Reconciliation in mining: It's all about relationships, says Chief Robert Joseph

'It’s always, always been about relationships, whether they’re good or developing or they’re broken'

Chief Dr. Robert Joseph speaking at Roundup

Chief Dr. Robert Joseph speaks to a sold out crowd at the Association for Mineral Exploration 2018 Roundup conference. (AME/Velour Productions)


If mining companies in Canada want to do their part in reconciling with Indigenous people, they need to focus on relationships, said Chief Dr. Robert Joseph in a sold-out address to some of the country's leading influencers.

Joseph, the co-founder of Reconciliation Canada and hereditary chief of the Gwawaenuk First Nation, addressed the Association for Mineral Exploration annual Roundup conference, the second-largest annual mining conference in Canada.

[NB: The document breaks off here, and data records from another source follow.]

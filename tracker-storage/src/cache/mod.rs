//! Cache layer for derived read views with explicit eviction contracts.
//!
//! The cache is a pure read acceleration layer over the primary store:
//! a cold cache never changes observable behavior, only latency. Every
//! write path is responsible for evicting exactly the keys it stales,
//! synchronously, before the mutating call returns.
//!
//! # Namespaces
//!
//! Two cached shapes exist per entity ID: the entity itself
//! ([`CacheNamespace::Entity`]) and its composed detail view
//! ([`CacheNamespace::Detail`]). Detail views embed data from related
//! entities, so relationship changes must evict the detail keys of every
//! affected entity, not just the mutated one.
//!
//! # Degradation
//!
//! The cache never makes an operation fail: a value that cannot be
//! serialized or deserialized is treated as a miss and logged, and the
//! caller falls through to the primary store.

pub mod entity_cache;
pub mod key;
pub mod memory;
pub mod traits;

pub use entity_cache::EntityCache;
pub use key::{CacheKey, CacheNamespace};
pub use memory::InMemoryCacheBackend;
pub use traits::{CacheBackend, CacheStats, CacheableEntity};
//! Cache backend trait and cacheable entity marker.

use serde::{de::DeserializeOwned, Serialize};
use tracker_core::{EntityId, EntityType, TrackerResult};

use super::key::{CacheKey, CacheNamespace};

/// Marker trait for types that can be cached under an entity key.
///
/// `entity_type()` must return a consistent value for all instances of the
/// type; `entity_id()` is the instance's unique identifier. `namespace()`
/// defaults to [`CacheNamespace::Entity`]; detail-view types override it.
pub trait CacheableEntity: Clone + Serialize + DeserializeOwned + Send + Sync + 'static {
    /// Entity type this cacheable belongs to.
    fn entity_type() -> EntityType;

    /// Which cached shape this type represents.
    fn namespace() -> CacheNamespace {
        CacheNamespace::Entity
    }

    /// Unique identifier of this instance.
    fn entity_id(&self) -> EntityId;

    /// The key this instance is stored under.
    fn cache_key(&self) -> CacheKey {
        CacheKey::new(Self::entity_type(), Self::namespace(), self.entity_id())
    }
}

/// Pluggable cache backend over pre-serialized values.
///
/// The raw API keeps the trait object-safe; typed access goes through
/// [`super::EntityCache`], which owns serialization. Implementations must
/// be thread-safe, and eviction of an absent key must be a silent no-op.
pub trait CacheBackend: Send + Sync {
    /// Get a raw cached value.
    fn get_raw(&self, key: &CacheKey) -> TrackerResult<Option<serde_json::Value>>;

    /// Put a raw value, replacing any previous value under the key.
    fn put_raw(&self, key: CacheKey, value: serde_json::Value) -> TrackerResult<()>;

    /// Remove one key. Absent keys are not an error.
    fn evict(&self, key: &CacheKey) -> TrackerResult<()>;

    /// Remove a batch of keys.
    fn evict_many(&self, keys: &[CacheKey]) -> TrackerResult<()> {
        for key in keys {
            self.evict(key)?;
        }
        Ok(())
    }

    /// Drop every cached value.
    fn clear(&self) -> TrackerResult<()>;

    /// Counter snapshot at the time of the call.
    fn stats(&self) -> CacheStats;
}

/// Monotonic cache counters.
///
/// A snapshot, not a live view: counters observed at one instant, already
/// stale by the time the caller reads them.
#[derive(Debug, Clone, Copy, Default, PartialEq, Eq)]
pub struct CacheStats {
    pub hits: u64,
    pub misses: u64,
    pub evictions: u64,
    pub entries: u64,
}

impl CacheStats {
    /// Hit rate in [0.0, 1.0]; 0.0 before any lookup.
    pub fn hit_rate(&self) -> f64 {
        let total = self.hits + self.misses;
        if total == 0 {
            0.0
        } else {
            self.hits as f64 / total as f64
        }
    }
}

// Entity-record impls for the core entities. Detail-view types live in the
// service layer and implement the trait there with `namespace() = Detail`.

impl CacheableEntity for tracker_core::Project {
    fn entity_type() -> EntityType {
        EntityType::Project
    }

    fn entity_id(&self) -> EntityId {
        self.project_id
    }
}

impl CacheableEntity for tracker_core::Developer {
    fn entity_type() -> EntityType {
        EntityType::Developer
    }

    fn entity_id(&self) -> EntityId {
        self.developer_id
    }
}

impl CacheableEntity for tracker_core::Task {
    fn entity_type() -> EntityType {
        EntityType::Task
    }

    fn entity_id(&self) -> EntityId {
        self.task_id
    }
}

He said most Canadians have an interest in doing their part in reconciliation.

"You're going to have to learn — as big and little companies — how to re-establish, create new relationships," he told the audience at the Vancouver Convention Centre on Tuesday.

"Everybody around you feels they have an interest in what you do and how you impact the communities and the environment and everything else. And they want a say in how we're all going to move forward and be respectful to each other."

'How do we change that relationship'

Joseph's daughter, Karen Joseph, suggested a move toward meaningful, trusting and respectful relationships.

"People come into our territories and they take. They don't come into our territories and share. And I think when we're talking about economic reconciliation in particular, we're talking about how do we change that relationship," she said.

Panel talk at AME Roudup 2018 Chief Dr. Robert Joseph and Karen Joseph

Edie Thome, President and CEO of the Association for Mineral Exploration sits alongside Karen Joseph and her father Chief Dr. Robert Joseph for a talk about reconciliation in the mining industry. (AME/Velour Productions)

'We can and must do better'

Mark Edwards, vice-president of community and government relations at Teck Resources, said the mining industry has historically excluded people when it comes to sharing the benefits of its projects.

"Indigenous communities in particular were often left out and their rights and cultures not considered or accommodated when a mining development took place. But everyone here also knows we can and must do better in sharing the benefits and opportunities that mining can provide," he said, adding that Teck is currently working on a reconciliation action plan.

Robert Joseph said what's particularly promising is how companies are taking action to improve relationships with Indigenous communities without being forced to by government.


Chief Dr. Robert Joseph, a residential school survivor, poses for a photo at the 2017 Vancouver Walk for Reconciliation with two of his grandchildren. (Briar Stewart/CBC)

Lana Eagle is a board member with the Association for Mineral Exploration and chair of the Aboriginal relations committee. She's played a key role in organizing discussions at Roundup.

For its sixth year the conference includes a dedicated area called the Gathering Space where public talks will continue this week. 

"I think things are improving," she said. "People who maybe even last year weren't ready to talk about reconciliation are more open to it this year ... It's not just Aboriginal people. It's not just industry. It's everybody," she said.